Itulah muatan yang terkandung dalam https://www.duniasantri.co/corona-dan-siapa-kita/. Pandemi Corona ini kita baca melalui pendekatan Sampar atau La Peste, novel karya filsuf eksistensialis Albert Camus. Novel itu menyuguhkan karakter-karakter asli manusia selama wabah pes menyerang Kota Oran. Persis seperti Corona menyerang Bumi dua tahun ini.

Advertisements

Ini bukan pandemi pertama. Dan sejarah mencatat, dunia sudah beberapa kali mengalami pandemi global yang begitu mematikan. Dari sejarah pandemi-pandemi di masa lalu itu, setidaknya kita tahu dual hal.

Pertama, tak ada bangsa yang mampu dan menang berperang, dengan cara menyerang, melawan pandemi. Kedua, seperti yang tergambar dalam Sampar, pandemi selalu menelanjangi wajah dan karakter-karakter asli manusia. Dan yang kedua akan mengaburkan yang pertama.

Untuk yang pertama, ketika tak ada yang menang berperang melawan pandemi, maka yang bisa dilakukan hanyalah menghindar atau bersiasat untuk memperkercil jumlah korban jiwa atau menghindar agar tidak menjadi korban. Itulah kenapa akhirnya sudah ada negara yang mencoba untuk berdamai dan hidup berdampingan dengan Covid-19.

Virus dan sistem kerjanya sudah teridentifikasi dengan baik. Vaksin atau anti-virusnya sudah tersedia meskipun tidak bisa memberikan jaminan seratus persen kita akan kebal terhadap serangannya.

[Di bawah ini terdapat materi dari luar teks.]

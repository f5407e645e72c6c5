//! The actor owning all pool state.
//!
//! Grounded on `sqlx-core/src/pool/inner.rs`'s `SharedPool` (the counters and
//! idle/active bookkeeping) combined with
//! `sqlx-core/src/sqlite/connection/worker.rs`'s mailbox loop for the actual
//! ownership model: every mutation of status, counters, the idle pool, and
//! the work queue happens on this one task, never behind a lock on an
//! individual field.

use std::sync::atomic::{AtomicU8, Ordering};
use std::sync::Arc;

use tokio::sync::{mpsc, oneshot};

use crate::backend::{Backend, Connection, TypeFormat, TypeParser};
use crate::client::Client;
use crate::config::Normalized;
use crate::error::{Error, ExhaustedFailureBudget, Result};
use crate::logger::log_error;

use super::command::Command;
use super::idle::IdlePool;
use super::queue::{PendingRequest, WorkQueue};
use super::{DriverStatus, Shared};

pub(crate) struct DriverActor<B: Backend> {
    backend: Arc<B>,
    connection_url: String,
    type_parsers: Arc<Vec<(u32, TypeFormat, TypeParser)>>,
    shared: Arc<Shared>,

    status: DriverStatus,
    status_mirror: Arc<AtomicU8>,

    clients_count: u32,
    clients_active: u32,
    #[allow(dead_code)] // recorded but never enforced here
    clients_minimum: u32,
    clients_maximum: u32,

    failures_count: u32,
    failures_maximum: u32,
    ever_connected: bool,

    idle: IdlePool<B>,
    queue: WorkQueue<B>,
    next_tx_id: i64,
    delayed_stop: Option<oneshot::Sender<Result<()>>>,

    mailbox: mpsc::UnboundedSender<Command<B>>,
}

impl<B: Backend> DriverActor<B> {
    pub(crate) fn new(
        config: Normalized<B>,
        mailbox: mpsc::UnboundedSender<Command<B>>,
        status_mirror: Arc<AtomicU8>,
    ) -> Self {
        let shared = Arc::new(Shared {
            logger: config.logger,
            compiler: config.compiler,
            debug_queries: config.debug_queries,
            debug_results: config.debug_results,
        });

        Self {
            backend: config.backend,
            connection_url: config.connection_url,
            type_parsers: Arc::new(config.type_parsers),
            shared,
            status: DriverStatus::Pending,
            status_mirror,
            clients_count: 0,
            clients_active: 0,
            clients_minimum: config.min_connections,
            clients_maximum: config.max_connections,
            failures_count: 0,
            failures_maximum: config.maximum_failures,
            ever_connected: false,
            idle: IdlePool::new(),
            queue: WorkQueue::new(),
            next_tx_id: 0,
            delayed_stop: None,
            mailbox,
        }
    }

    pub(crate) async fn run(mut self, mut rx: mpsc::UnboundedReceiver<Command<B>>) {
        while let Some(command) = rx.recv().await {
            match command {
                Command::Start { reply } => self.handle_start(reply),
                Command::Stop { reply } => self.handle_stop(reply),
                Command::Query { qs, reply } => self.handle_query(qs, reply),
                Command::Begin { reply } => self.handle_begin(reply),
                Command::ClientCreated { outcome } => self.handle_client_created(outcome),
                Command::Release { client, healthy } => self.handle_release(client, healthy),
            }
        }
    }

    fn set_status(&mut self, status: DriverStatus) {
        self.status = status;
        self.status_mirror.store(status as u8, Ordering::Release);
    }

    // -- lifecycle -----------------------------------------------------

    fn handle_start(&mut self, reply: oneshot::Sender<Result<()>>) {
        if self.status != DriverStatus::Pending {
            let _ = reply.send(Err(Error::DriverState(format!(
                "cannot start a driver in status '{}'",
                self.status
            ))));
            return;
        }

        self.set_status(DriverStatus::Running);
        let _ = reply.send(Ok(()));
    }

    fn handle_stop(&mut self, reply: oneshot::Sender<Result<()>>) {
        if self.status != DriverStatus::Running || self.delayed_stop.is_some() {
            let _ = reply.send(Err(Error::DriverState(format!(
                "cannot stop a driver in status '{}'",
                self.status
            ))));
            return;
        }

        self.set_status(DriverStatus::Stopping);

        if self.clients_active == 0 {
            self.finish_stopping();
            let _ = reply.send(Ok(()));
        } else {
            self.delayed_stop = Some(reply);
        }
    }

    /// Drains and destroys the idle pool, fails any request still sitting in
    /// the queue (otherwise a stopped driver could silently drop a callback —
    /// see `DESIGN.md`), and marks the driver stopped.
    fn finish_stopping(&mut self) {
        for client in self.idle.drain() {
            tokio::spawn(client.destroy());
        }

        self.fail_all_queued(|| {
            Error::DriverState("driver stopped while this request was still queued".into())
        });

        self.set_status(DriverStatus::Stopped);

        if let Some(reply) = self.delayed_stop.take() {
            let _ = reply.send(Ok(()));
        }
    }

    fn fail_all_queued<F: Fn() -> Error>(&mut self, make_err: F) {
        for pending in self.queue.drain() {
            match pending {
                PendingRequest::Query { reply, .. } => {
                    let _ = reply.send(Err(make_err()));
                }
                PendingRequest::Begin { reply } => {
                    let _ = reply.send(Err(make_err()));
                }
            }
        }
    }

    // -- admission -------------------------------------------------------

    fn handle_query(
        &mut self,
        qs: String,
        reply: oneshot::Sender<Result<crate::backend::QueryResult<crate::backend::Row<B>>>>,
    ) {
        if self.status != DriverStatus::Running {
            let _ = reply.send(Err(Error::DriverState(format!(
                "cannot query a driver in status '{}'",
                self.status
            ))));
            return;
        }

        match self.idle.pop() {
            Some(client) => self.dispatch_query(client, qs, reply),
            None => {
                self.queue.push_back(PendingRequest::Query { qs, reply });
                self.schedule();
            }
        }
    }

    fn handle_begin(&mut self, reply: oneshot::Sender<Result<crate::client::ClientHandle<B>>>) {
        if self.status != DriverStatus::Running {
            let _ = reply.send(Err(Error::DriverState(format!(
                "cannot begin a transaction on a driver in status '{}'",
                self.status
            ))));
            return;
        }

        match self.idle.pop() {
            Some(client) => self.dispatch_begin(client, reply),
            None => {
                self.queue.push_back(PendingRequest::Begin { reply });
                self.schedule();
            }
        }
    }

    /// Pop an idle client for the
    /// queue head, else start a new connection if under `clients_maximum`,
    /// else wait. Invoked after enqueue, client creation, and client release.
    fn schedule(&mut self) {
        if self.queue.is_empty() {
            return;
        }

        if let Some(client) = self.idle.pop() {
            let pending = self.queue.pop_front().expect("queue was just checked non-empty");
            match pending {
                PendingRequest::Query { qs, reply } => self.dispatch_query(client, qs, reply),
                PendingRequest::Begin { reply } => self.dispatch_begin(client, reply),
            }
        } else if self.clients_count < self.clients_maximum {
            self.clients_count += 1;
            self.spawn_connect();
        }
    }

    fn dispatch_query(
        &mut self,
        mut client: Client<B>,
        qs: String,
        reply: oneshot::Sender<Result<crate::backend::QueryResult<crate::backend::Row<B>>>>,
    ) {
        self.clients_active += 1;
        let mailbox = self.mailbox.clone();

        tokio::spawn(async move {
            let result = client.query(qs).await;
            let healthy = result.is_ok();
            let _ = reply.send(result);
            let _ = mailbox.send(Command::Release { client, healthy });
        });
    }

    fn dispatch_begin(&mut self, mut client: Client<B>, reply: oneshot::Sender<Result<crate::client::ClientHandle<B>>>) {
        self.clients_active += 1;
        self.next_tx_id += 1;
        client.begin_transaction(self.next_tx_id);
        let handle = crate::client::ClientHandle::new(client, self.mailbox.clone());
        let _ = reply.send(Ok(handle));
    }

    // -- client lifecycle --------------------------------------------------

    fn spawn_connect(&mut self) {
        let backend = Arc::clone(&self.backend);
        let url = self.connection_url.clone();
        let type_parsers = Arc::clone(&self.type_parsers);
        let mailbox = self.mailbox.clone();

        tokio::spawn(async move {
            let outcome = backend.connect(&url).await.map(|mut conn| {
                for (oid, format, parser) in type_parsers.iter() {
                    conn.set_type_parser(*oid, *format, Arc::clone(parser));
                }
                conn
            });
            let _ = mailbox.send(Command::ClientCreated { outcome });
        });
    }

    fn handle_client_created(&mut self, outcome: std::result::Result<B::Connection, crate::error::BackendError>) {
        if self.status != DriverStatus::Running {
            // A connect() raced a stop()/terminal failure that already
            // drained the queue; this connection has nothing left to serve.
            if let Ok(conn) = outcome {
                tokio::spawn(Client::new(conn, Arc::clone(&self.shared)).destroy());
            }
            self.clients_count = self.clients_count.saturating_sub(1);
            return;
        }

        match outcome {
            Ok(conn) => {
                self.ever_connected = true;
                let client = Client::new(conn, Arc::clone(&self.shared));
                self.client_became_idle(client);
            }
            Err(err) => {
                self.clients_count -= 1;
                log_error!(self.shared.logger, "connection attempt failed: {err}");

                if self.clients_count > 0 {
                    // Another connection exists or is already being created;
                    // this request's failure is silently absorbed.
                } else if !self.ever_connected {
                    self.failures_count += 1;
                    if self.failures_count >= self.failures_maximum {
                        let message = format!(
                            "connection failure budget exhausted ({} consecutive failures): {err}",
                            self.failures_maximum
                        );
                        self.fail_all_queued(|| Error::backend(ExhaustedFailureBudget(message.clone())));
                        self.set_status(DriverStatus::Stopped);
                    } else {
                        self.schedule();
                    }
                } else {
                    self.schedule();
                }
            }
        }
    }

    /// Hands a client that just became free (fresh from `connect()`, or
    /// released and healthy) to the next queued request, or pools it.
    fn client_became_idle(&mut self, client: Client<B>) {
        match self.queue.pop_front() {
            Some(PendingRequest::Query { qs, reply }) => self.dispatch_query(client, qs, reply),
            Some(PendingRequest::Begin { reply }) => self.dispatch_begin(client, reply),
            None => self.idle.push(client),
        }
    }

    fn handle_release(&mut self, mut client: Client<B>, healthy: bool) {
        self.clients_active -= 1;

        if healthy && !client.is_failed() && self.status == DriverStatus::Running {
            client.reset_for_pool();
            self.client_became_idle(client);
        } else {
            self.clients_count -= 1;
            if client.is_failed() {
                log_error!(
                    self.shared.logger,
                    "destroying failed client; last query was: {}",
                    client.last_query()
                );
            }
            tokio::spawn(client.destroy());
            self.schedule();
        }

        if self.clients_active == 0 && self.status == DriverStatus::Stopping {
            self.finish_stopping();
        }
    }
}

Itulah kenapa akhirnya muncul protokol kesehatan, bukan untuk menyerang dan melawan virusnya, tapi justru untuk menghindar dari paparannya.

Sesederhana itukah? Sesungguhnya, ya. Tapi, hal kedua-lah yang memperburuk situasi dan menjadikan pandemi sebagai masalah yang semakin rumit. Ketika wabah mengupas topeng dan membuka wajah asli kita. Ketika pandemi menelanjangi dan mempertontonkan karakter-karakter asli kita.

Hari-hari ini, misalnya, di sekitar kita, kita masih melihat apa yang digambarkan dalam Sampar. Orang-orang masih abai pada gejala kematian, pada gejala yang mematikan, seperti warga Oran melengos saat ada tikus mati di pinggir jalan. Dan tanpa disadari, di antara kita akhirnya menjadi pengantar kematian bagi orang-orang terdekat, bagi semakin banyak orang.